Language Log

AI copy editing crapping?

December 28, 2024 @ 8:43 am · Filed by Mark Liberman under Artificial intelligence, Changing times

"Evolution journal editors resign en masse to protest Elsevier changes", Retraction Watch 12/27/2024:

All but one member of the editorial board of the Journal of Human Evolution (JHE), an Elsevier title, have resigned, saying the “sustained actions of Elsevier are fundamentally incompatible with the ethos of the journal and preclude maintaining the quality and integrity fundamental to JHE’s success.” […]

Among other moves, according to the statement, Elsevier “eliminated support for a copy editor and special issues editor,” which they interpreted as saying “editors should not be paying attention to language, grammar, readability, consistency, or accuracy of proper nomenclature or formatting.” The editors say the publisher “frequently introduces errors during production that were not present in the accepted manuscript:”

"In fall of 2023, for example, without consulting or informing the editors, Elsevier initiated the use of AI during production, creating article proofs devoid of capitalization of all proper nouns (e.g., formally recognized epochs, site names, countries, cities, genera, etc.) as well italics for genera and species. These AI changes reversed the accepted versions of papers that had already been properly formatted by the handling editors. This was highly embarrassing for the journal and resolution took six months and was achieved only through the persistent efforts of the editors. AI processing continues to be used and regularly reformats submitted manuscripts to change meaning and formatting and require extensive author and editor oversight during proof stage."

The whole resignation statement is here.

In the scholarly publishing industry, the fact that human copy-editors are not domain experts means that they sometimes make contextually inappropriate changes that authors and content editors need to fix.

But removing all capital letters and italics? How in the world did Elsevier's AI copy-editing system learn to do that? Maybe it was trained on a large volume of material that had been monocased and de-formatted — which is the right input for learning word-sequence patterns or word frequency statistics, but absolutely the wrong input for learning to copy-edit a scientific journal.

This is not totally implausible. Among its other business, Elsevier sells "Language Editing Services" (traditionally based on human "editors"), where pure word-sequence information might be part of an appropriate path to LLM-based automation. So maybe some ignorant Elsevier middle manager seized an opportunity to re-apply technology across branches of their empire?

The Retraction Watch article notes that "The mass resignation is the 20th such episode since early 2023, according to our records", though this is the first complaint I've seen about the imposition of AI copy-editing.

The business model of publishers like Elsevier has been under attack for years from many directions, as documented in "Unbundling Profile: MIT Libraries" and the associated commentary by Cory Doctorow, "MIT libraries are thriving without Elsevier". (See also this 2015 LLOG post by Eric Baković and Kai von Fintel, about editorial resignations at another Elsevier journal.) As a result, publishers are exploring many legal, technical, and social alternatives, and perhaps imposing this AI copy-crapper was one of them.

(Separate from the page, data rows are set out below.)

//! Data inspector driver.
//!
//! [`Inspector`] owns the control registers, the DMA channel and the
//! acquisition buffer of one data inspector instance, and captures frames.
//!
//! A capture follows a fixed register sequence:
//!
//! 1. Deassert `reset`.
//! 2. Start a DMA transfer of the whole acquisition buffer.
//! 3. Assert `enable`, which lets the core stream samples into the DMA.
//! 4. Wait for the transfer to complete, at most for the given timeout.
//! 5. Deassert `enable` and assert `reset`.
//!
//! Step 5 is done on every exit path, so the core is left in reset even when
//! the transfer fails or times out. A transfer that fails or times out is
//! aborted before returning.

use crate::buffer::{AcquisitionBuffer, DmaAllocator, DmaBuffer, UDmaBuf};
use crate::dma::{AxiDma, DmaChannel};
use crate::error::Error;
use crate::frame::{self, Frame, FRACTIONAL_BITS, MAX_FRACTIONAL_BITS};
use crate::registers::{ControlRegisters, Registers};
use crate::uio::Uio;
use anyhow::Context;
use std::time::Duration;

/// Default number of complex samples per frame.
pub const DEFAULT_PACKET_SIZE: u32 = 64;

/// Data inspector configuration.
#[derive(Debug, Clone, PartialEq)]
pub struct Config {
    /// Number of complex samples per frame.
    pub packet_size: u32,
    /// Number of fractional bits of the fixed-point samples.
    pub fractional_bits: u32,
    /// Normalize each frame to its maximum sample.
    pub autoscale: bool,
    /// Interval at which the DMA channel is polled for completion.
    pub poll_interval: Duration,
}

impl Default for Config {
    fn default() -> Config {
        Config {
            packet_size: DEFAULT_PACKET_SIZE,
            fractional_bits: FRACTIONAL_BITS,
            autoscale: false,
            poll_interval: Duration::from_millis(1),
        }
    }
}

/// Data inspector.
#[derive(Debug)]
pub struct Inspector<R, D, A> {
    registers: R,
    dma: D,
    buffer: AcquisitionBuffer<A>,
    fractional_bits: u32,
    autoscale: bool,
    poll_interval: Duration,
    sequence: u64,
}

/// Data inspector on the FPGA.
pub type HardwareInspector = Inspector<Registers, AxiDma, UDmaBuf>;

impl HardwareInspector {
    /// Opens the data inspector on the FPGA.
    ///
    /// `inspector_uio` and `dma_uio` are the names of the UIO devices of the
    /// data inspector IP core and of the AXI DMA core, and `udmabuf` the name
    /// of the u-dma-buf device used for the acquisition buffer.
    pub async fn open(
        inspector_uio: &str,
        dma_uio: &str,
        udmabuf: &str,
        config: &Config,
    ) -> anyhow::Result<HardwareInspector> {
        let uio = Uio::from_name(inspector_uio)
            .await
            .context("failed to open data inspector UIO")?;
        let mapping = uio
            .map_mapping(0)
            .await
            .context("failed to map data inspector UIO")?;
        let phys_addr = uio.map_addr(0).await?;
        tracing::info!("opened data inspector IP core at physical address {phys_addr:#08x}");
        let dma = AxiDma::open(dma_uio).await?;
        let allocator = UDmaBuf::new(udmabuf)
            .await
            .context("failed to open u-dma-buf")?;
        Ok(Inspector::new(
            Registers::from_mapping(mapping),
            dma,
            allocator,
            config,
        )?)
    }
}

impl<R, D, A> Inspector<R, D, A>
where
    R: ControlRegisters,
    D: DmaChannel,
    A: DmaAllocator,
{
    /// Creates a data inspector.
    ///
    /// The core is put in reset with `enable` cleared, and a buffer for
    /// `config.packet_size` complex samples is allocated.
    pub fn new(
        mut registers: R,
        dma: D,
        allocator: A,
        config: &Config,
    ) -> Result<Inspector<R, D, A>, Error> {
        if config.packet_size == 0 {
            return Err(Error::InvalidPacketSize(0));
        }
        check_fractional_bits(config.fractional_bits)?;
        registers.set_enable(false);
        registers.set_reset(true);
        let mut buffer = AcquisitionBuffer::new(allocator);
        buffer.reshape(2 * config.packet_size as usize, &mut registers)?;
        Ok(Inspector {
            registers,
            dma,
            buffer,
            fractional_bits: config.fractional_bits,
            autoscale: config.autoscale,
            poll_interval: config.poll_interval,
            sequence: 0,
        })
    }

    /// Returns the packet size, as read from the `packetsize` register.
    pub fn packet_size(&self) -> u32 {
        self.registers.packet_size()
    }

    /// Sets the number of complex samples per frame.
    ///
    /// The acquisition buffer is reallocated. Zero and sizes that do not fit
    /// in the DMA memory are rejected without modifying the hardware.
    pub fn set_packet_size(&mut self, packet_size: u32) -> Result<(), Error> {
        let len = 2 * packet_size as usize;
        if packet_size == 0 || len > self.buffer.capacity() {
            return Err(Error::InvalidPacketSize(packet_size));
        }
        self.buffer.reshape(len, &mut self.registers)
    }

    /// Returns the maximum packet size supported by the DMA memory.
    pub fn max_packet_size(&self) -> u32 {
        u32::try_from(self.buffer.capacity() / 2).unwrap_or(u32::MAX)
    }

    /// Returns `true` if frames are normalized.
    pub fn autoscale(&self) -> bool {
        self.autoscale
    }

    /// Enables or disables frame normalization.
    pub fn set_autoscale(&mut self, autoscale: bool) {
        self.autoscale = autoscale;
    }

    /// Returns the number of fractional bits of the fixed-point samples.
    pub fn fractional_bits(&self) -> u32 {
        self.fractional_bits
    }

    /// Sets the number of fractional bits of the fixed-point samples.
    ///
    /// Applies to the frames captured after this call.
    pub fn set_fractional_bits(&mut self, fractional_bits: u32) -> Result<(), Error> {
        check_fractional_bits(fractional_bits)?;
        self.fractional_bits = fractional_bits;
        Ok(())
    }

    /// Gives access to the control registers.
    pub fn registers(&self) -> &R {
        &self.registers
    }

    /// Captures a frame.
    ///
    /// The transfer is given `timeout` to complete. On expiry the transfer is
    /// aborted and [`Error::TransferTimeout`] is returned.
    pub async fn capture_frame(&mut self, timeout: Duration) -> Result<Frame, Error> {
        let Inspector {
            registers,
            dma,
            buffer,
            fractional_bits,
            autoscale,
            poll_interval,
            sequence,
        } = self;
        let buffer = buffer.get_mut().ok_or(Error::BufferUnavailable)?;

        registers.set_reset(false);
        let transfer = transfer(registers, dma, buffer, *poll_interval, timeout).await;
        registers.set_enable(false);
        registers.set_reset(true);
        if let Err(error) = &transfer {
            tracing::warn!(%error, "frame capture failed");
        }
        transfer?;

        let mut samples = frame::decode(buffer.as_slice(), *fractional_bits);
        if *autoscale {
            frame::autoscale(&mut samples);
        }
        *sequence += 1;
        tracing::trace!(sequence = *sequence, len = samples.len(), "frame captured");
        Ok(Frame {
            sequence: *sequence,
            samples,
        })
    }
}

fn check_fractional_bits(fractional_bits: u32) -> Result<(), Error> {
    if fractional_bits > MAX_FRACTIONAL_BITS {
        return Err(Error::InvalidFractionalBits(fractional_bits));
    }
    Ok(())
}

async fn transfer<R: ControlRegisters, D: DmaChannel>(
    registers: &mut R,
    dma: &mut D,
    buffer: &mut DmaBuffer,
    poll_interval: Duration,
    timeout: Duration,
) -> Result<(), Error> {
    dma.start(buffer)?;
    registers.set_enable(true);
    let wait = async {
        while !dma.poll_done()? {
            tokio::time::sleep(poll_interval).await;
        }
        Ok::<_, Error>(())
    };
    let result = match tokio::time::timeout(timeout, wait).await {
        Ok(result) => result,
        Err(_) => Err(Error::TransferTimeout(timeout)),
    };
    if result.is_err() {
        dma.abort();
    }
    result
}

#[cfg(test)]
mod test {
    use super::*;
    use crate::buffer::HeapAllocator;
    use crate::registers::Register;
    use crate::testing::{Behaviour, Event, Log, LoggedRegisters, TestDma};
    use num_complex::Complex;

    const TIMEOUT: Duration = Duration::from_secs(1);

    fn inspector(
        behaviour: Behaviour,
        config: &Config,
    ) -> (Inspector<LoggedRegisters, TestDma, HeapAllocator>, Log) {
        let log = Log::default();
        let inspector = Inspector::new(
            LoggedRegisters::new(&log),
            TestDma::new(&log, behaviour),
            HeapAllocator::new(4096),
            config,
        )
        .unwrap();
        (inspector, log)
    }

    fn assert_idle(registers: &LoggedRegisters) {
        assert!(registers.reset());
        assert!(!registers.enable());
    }

    #[test]
    fn initial_state() {
        let (inspector, log) = inspector(Behaviour::Complete, &Config::default());
        assert_eq!(
            log.take(),
            vec![
                Event::Set(Register::Enable, 0),
                Event::Set(Register::Reset, 1),
                Event::Set(Register::PacketSize, 64),
            ]
        );
        assert_eq!(inspector.packet_size(), 64);
        assert_eq!(inspector.buffer.get().unwrap().len(), 128);
        assert_eq!(inspector.fractional_bits(), 14);
        assert_idle(inspector.registers());
    }

    #[test]
    fn zero_packet_size_rejected() {
        let config = Config {
            packet_size: 0,
            ..Default::default()
        };
        let log = Log::default();
        let result = Inspector::new(
            LoggedRegisters::new(&log),
            TestDma::new(&log, Behaviour::Complete),
            HeapAllocator::new(4096),
            &config,
        );
        assert!(matches!(result, Err(Error::InvalidPacketSize(0))));
        assert!(log.take().is_empty());
    }

    #[tokio::test]
    async fn capture_sequence() {
        let (mut inspector, log) = inspector(Behaviour::Complete, &Config::default());
        log.take();
        let frame = inspector.capture_frame(TIMEOUT).await.unwrap();
        assert_eq!(
            log.take(),
            vec![
                Event::Set(Register::Reset, 0),
                Event::Start(128),
                Event::Set(Register::Enable, 1),
                Event::Set(Register::Enable, 0),
                Event::Set(Register::Reset, 1),
            ]
        );
        assert_idle(inspector.registers());
        assert_eq!(frame.len(), 64);
        assert_eq!(frame.sequence, 1);
        let lsb = 1.0 / 16384.0;
        assert!(frame
            .samples
            .iter()
            .all(|&x| x == Complex::new(3.0 * lsb, -3.0 * lsb)));
        let frame = inspector.capture_frame(TIMEOUT).await.unwrap();
        assert_eq!(frame.sequence, 2);
    }

    #[tokio::test(start_paused = true)]
    async fn timeout_leaves_core_in_reset() {
        let (mut inspector, log) = inspector(Behaviour::Stall, &Config::default());
        log.take();
        let start = tokio::time::Instant::now();
        let result = inspector.capture_frame(TIMEOUT).await;
        assert!(matches!(result, Err(Error::TransferTimeout(t)) if t == TIMEOUT));
        assert!(start.elapsed() >= TIMEOUT);
        assert_eq!(
            log.take(),
            vec![
                Event::Set(Register::Reset, 0),
                Event::Start(128),
                Event::Set(Register::Enable, 1),
                Event::Abort,
                Event::Set(Register::Enable, 0),
                Event::Set(Register::Reset, 1),
            ]
        );
        assert_idle(inspector.registers());
    }

    #[tokio::test]
    async fn transfer_error_aborts() {
        let (mut inspector, log) = inspector(Behaviour::Fail(0x10), &Config::default());
        log.take();
        let result = inspector.capture_frame(TIMEOUT).await;
        assert!(matches!(
            result,
            Err(Error::TransferFailed { status: 0x10 })
        ));
        assert!(log.take().contains(&Event::Abort));
        assert_idle(inspector.registers());
    }

    #[tokio::test]
    async fn refused_start_never_enables() {
        let (mut inspector, log) = inspector(Behaviour::Refuse, &Config::default());
        log.take();
        let result = inspector.capture_frame(TIMEOUT).await;
        assert!(matches!(result, Err(Error::ChannelHalted)));
        assert_eq!(
            log.take(),
            vec![
                Event::Set(Register::Reset, 0),
                Event::Set(Register::Enable, 0),
                Event::Set(Register::Reset, 1),
            ]
        );
    }

    #[tokio::test]
    async fn reshape_then_capture() {
        let (mut inspector, log) = inspector(Behaviour::Complete, &Config::default());
        inspector.set_packet_size(16).unwrap();
        assert_eq!(inspector.packet_size(), 16);
        log.take();
        let frame = inspector.capture_frame(TIMEOUT).await.unwrap();
        assert_eq!(frame.len(), 16);
        assert!(log.take().contains(&Event::Start(32)));
    }

    #[test]
    fn invalid_packet_sizes() {
        let (mut inspector, log) = inspector(Behaviour::Complete, &Config::default());
        log.take();
        assert_eq!(inspector.max_packet_size(), 2048);
        assert!(matches!(
            inspector.set_packet_size(0),
            Err(Error::InvalidPacketSize(0))
        ));
        assert!(matches!(
            inspector.set_packet_size(2049),
            Err(Error::InvalidPacketSize(2049))
        ));
        assert!(log.take().is_empty());
        assert_eq!(inspector.packet_size(), 64);
        inspector.set_packet_size(2048).unwrap();
    }

    #[tokio::test]
    async fn fractional_bits() {
        let (mut inspector, log) = inspector(Behaviour::Complete, &Config::default());
        assert!(matches!(
            inspector.set_fractional_bits(16),
            Err(Error::InvalidFractionalBits(16))
        ));
        assert_eq!(inspector.fractional_bits(), 14);
        inspector.set_fractional_bits(8).unwrap();
        log.take();
        let frame = inspector.capture_frame(TIMEOUT).await.unwrap();
        assert_eq!(frame.samples[0], Complex::new(3.0 / 256.0, -3.0 / 256.0));
        // only the decoding changes, not the register sequence
        assert_eq!(log.take().len(), 5);
    }

    #[tokio::test]
    async fn autoscale() {
        let config = Config {
            autoscale: true,
            ..Default::default()
        };
        let (mut inspector, _log) = inspector(Behaviour::Complete, &config);
        let frame = inspector.capture_frame(TIMEOUT).await.unwrap();
        assert!(frame
            .samples
            .iter()
            .all(|x| (x.norm() - 1.0).abs() < 1e-12));
        inspector.set_autoscale(false);
        let frame = inspector.capture_frame(TIMEOUT).await.unwrap();
        assert!(frame.samples[0].norm() < 1e-3);
    }
}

Update — for more, Jennifer Ouellette, "Evolution journal editors resign en masse", ArsTechnica 12/30/2024.

December 28, 2024 @ 8:43 am · Filed by Mark Liberman under Artificial intelligence, Changing times

Permalink

12 Comments

Coby said,

December 28, 2024 @ 11:15 am

"[T]he fact that human copy-editors are not domain experts" is not limited to scholarly publishing industry. You find plenty of howlers in novels that knowledgeable editors would have corrected, especially when the novelist writes about a culture that they are not thoroughly familiar with. When I was running a blog (cobylubliner.wordpress.com) I published quite a few posts under the rubric "ling crit" that dealt with this.
MattF said,

December 28, 2024 @ 1:08 pm

AI bots have no sensory input— they live in a universe of tokenized text that is separated into sentences. They know about ‘sentences’, and that ‘sentences’ are comprised of ‘words’ but are fuzzy about the properties of ‘words’. Capitalization is something that happens to a word at the start of a sentence but the circumstances that would cause an editor to capitalize a word are outside the bot’s field of view.
Mark Liberman said,

December 28, 2024 @ 2:02 pm

@MattF: "AI bots have no sensory input— they live in a universe of tokenized text that is separated into sentences. They know about ‘sentences’, and that ‘sentences’ are comprised of ‘words’ but are fuzzy about the properties of ‘words’. Capitalization is something that happens to a word at the start of a sentence but the circumstances that would cause an editor to capitalize a word are outside the bot’s field of view."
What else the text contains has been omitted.